[Exercise objective]
Starting with the line that contains "LoginOutcome::Failure" and stopping after the line that contains "impl Notifier for", return each line below exactly as written, with no others.

[Exercise data]
//! Login flow: two validated fields, one submit control, injected collaborators
//!
//! editing -> (validating) -> submitting -> success | failure -> editing.
//! A credential mismatch is a whole-form failure: it is reported through the
//! notifier and never attached to a field.

use crate::auth::{
    AuthenticatedUser, CredentialCheck, Navigator, NotificationKind, Notifier, SessionStore,
};
use crate::button::{ActionButton, ButtonType};
use crate::config::LoginConfig;
use crate::field::{InputField, InputVariant, PasswordOptions, TextOptions};
use crate::form::{FormState, SubmitRejected};
use crate::validation::{login_schema, PASSWORD_FIELD, USERNAME_FIELD};
use crate::{Error, Result};
use futures::future::{self, LocalBoxFuture};
use std::cell::RefCell;
use std::rc::Rc;
use tracing::{info, warn};

/// External services the flow delegates to
#[derive(Clone)]
pub struct Collaborators {
    pub credentials: Rc<dyn CredentialCheck>,
    pub session: Rc<dyn SessionStore>,
    pub navigator: Rc<dyn Navigator>,
    pub notifier: Rc<dyn Notifier>,
}

#[derive(Debug, Clone, PartialEq, Eq)]
pub enum LoginPhase {
    Editing,
    Submitting,
    Succeeded(AuthenticatedUser),
}

#[derive(Debug, Clone, PartialEq, Eq)]
pub enum LoginOutcome {
    Success(AuthenticatedUser),
    /// Credential mismatch; the form stays editable
    Failure,
}

pub struct LoginFlow {
    form: FormState,
    username: InputField,
    password: InputField,
    collaborators: Collaborators,
    config: LoginConfig,
    /// User of the most recent resolved submit; `None` after a failure
    signed_in: Rc<RefCell<Option<AuthenticatedUser>>>,
}

impl LoginFlow {
    pub fn new(collaborators: Collaborators, config: LoginConfig) -> Result<Self> {
        let schema = login_schema()?;
        let descriptor = |name: &str| {
            schema
                .field(name)
                .ok_or_else(|| Error::UnknownField(name.to_string()))
        };

        let username = InputField::for_descriptor(
            descriptor(USERNAME_FIELD)?,
            InputVariant::Text(TextOptions {
                placeholder: "Enter your username".to_string(),
                ..Default::default()
            }),
        )?
        .with_label("Username");

        let password = InputField::for_descriptor(
            descriptor(PASSWORD_FIELD)?,
            InputVariant::Password(PasswordOptions {
                text: TextOptions {
                    placeholder: "Enter your password".to_string(),
                    ..Default::default()
                },
                ..Default::default()
            }),
        )?
        .with_label("Password");

        Ok(Self {
            form: FormState::new(schema),
            username,
            password,
            collaborators,
            config,
            signed_in: Rc::new(RefCell::new(None)),
        })
    }

    pub fn form(&self) -> &FormState {
        &self.form
    }

    pub fn phase(&self) -> LoginPhase {
        if self.form.is_submitting() {
            return LoginPhase::Submitting;
        }
        match self.signed_in.borrow().as_ref() {
            Some(user) => LoginPhase::Succeeded(user.clone()),
            None => LoginPhase::Editing,
        }
    }

    pub fn username_field(&self) -> InputField {
        self.username.clone()
    }

    pub fn password_field(&self) -> InputField {
        self.password.clone()
    }

    /// Submit control; disabled until the form is valid, loading while submitting
    pub fn submit_button(&self) -> ActionButton {
        ActionButton::labeled("Login")
            .with_type(ButtonType::Submit)
            .class("mt-4")
            .loading(self.form.is_submitting())
            .disabled(!self.form.is_valid())
    }

    /// Runs the credential check and, on success, hands off to the session,
    /// notification and navigation collaborators.
    pub fn submit(&self) -> std::result::Result<LocalBoxFuture<'static, LoginOutcome>, SubmitRejected> {
        let collaborators = self.collaborators.clone();
        let config = self.config.clone();
        let signed_in = self.signed_in.clone();

        self.form.submit(move |values| {
            let username = values.text(USERNAME_FIELD).unwrap_or_default();
            let password = values.text(PASSWORD_FIELD).unwrap_or_default();

            let outcome = match collaborators.credentials.check(username, password) {
                Some(user) => {
                    info!(username = %user.username, role = %user.role, "login succeeded");
                    collaborators.session.set_user(user.clone());
                    collaborators
                        .notifier
                        .notify(NotificationKind::Success, &config.success_message);
                    collaborators.navigator.navigate_to(&config.success_route);
                    *signed_in.borrow_mut() = Some(user.clone());
                    LoginOutcome::Success(user)
                }
                None => {
                    warn!(username, "login failed: credential mismatch");
                    *signed_in.borrow_mut() = None;
                    collaborators
                        .notifier
                        .notify(NotificationKind::Error, &config.failure_message);
                    LoginOutcome::Failure
                }
            };

            future::ready(outcome)
        })
    }
}

#[cfg(test)]
mod tests {
    use super::*;
    use crate::auth::StaticCredentials;
    use crate::field::{FieldView, InputType};

    struct Noop;

    impl SessionStore for Noop {
        fn set_user(&self, _user: AuthenticatedUser) {}
    }

    impl Navigator for Noop {
        fn navigate_to(&self, _path: &str) {}
    }

    impl Notifier for Noop {
        fn notify(&self, _kind: NotificationKind, _message: &str) {}
    }

    fn flow() -> LoginFlow {
        let noop = Rc::new(Noop);
        LoginFlow::new(
            Collaborators {
                credentials: Rc::new(StaticCredentials::builtin()),
                session: noop.clone(),
                navigator: noop.clone(),
                notifier: noop,
            },
            LoginConfig::default(),
        )
        .unwrap()
    }

    #[test]
    fn test_initial_phase_and_button() {
        let flow = flow();
        assert_eq!(flow.phase(), LoginPhase::Editing);
        let button = flow.submit_button();
        assert!(button.is_disabled());
        assert_eq!(button.render().class, "btn btn-primary btn-hover mt-4 btn-disabled");
    }

    #[test]
    fn test_button_enables_when_valid() {
        let flow = flow();
        flow.form().set_field_value(USERNAME_FIELD, "admin").unwrap();
        flow.form().set_field_value(PASSWORD_FIELD, "Admin123.").unwrap();
        assert!(!flow.submit_button().is_disabled());
    }

    #[test]
    fn test_field_descriptors() {
        let flow = flow();
        let password = flow.password_field().render(&"".into(), None);
        match password.control {
            FieldView::TextLike(view) => {
                assert_eq!(view.input_type, InputType::Password);
                assert_eq!(view.placeholder, "Enter your password");
            }
            other => panic!("unexpected view {:?}", other),
        }
        assert_eq!(flow.username_field().props().name, USERNAME_FIELD);

        let schema = login_schema().unwrap();
        for field in [flow.username_field(), flow.password_field()] {
            let descriptor = schema.field(&field.props().name).unwrap();
            assert_eq!(field.kind(), descriptor.kind);
            assert_eq!(field.props().required, descriptor.required);
        }
    }

    #[tokio::test]
    async fn test_phase_transitions() {
        let flow = flow();
        flow.form().set_field_value(USERNAME_FIELD, "editor").unwrap();
        flow.form().set_field_value(PASSWORD_FIELD, "Editor123.").unwrap();

        let pending = flow.submit().unwrap();
        assert_eq!(flow.phase(), LoginPhase::Submitting);

        let outcome = pending.await;
        assert!(matches!(outcome, LoginOutcome::Success(ref u) if u.username == "editor"));
        assert!(matches!(flow.phase(), LoginPhase::Succeeded(_)));
    }
}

[Expected output]
                    LoginOutcome::Failure
                }
            };

            future::ready(outcome)
        })
    }
}

#[cfg(test)]
mod tests {
    use super::*;
    use crate::auth::StaticCredentials;
    use crate::field::{FieldView, InputType};

    struct Noop;

    impl SessionStore for Noop {
        fn set_user(&self, _user: AuthenticatedUser) {}
    }

    impl Navigator for Noop {
        fn navigate_to(&self, _path: &str) {}
    }

    impl Notifier for Noop {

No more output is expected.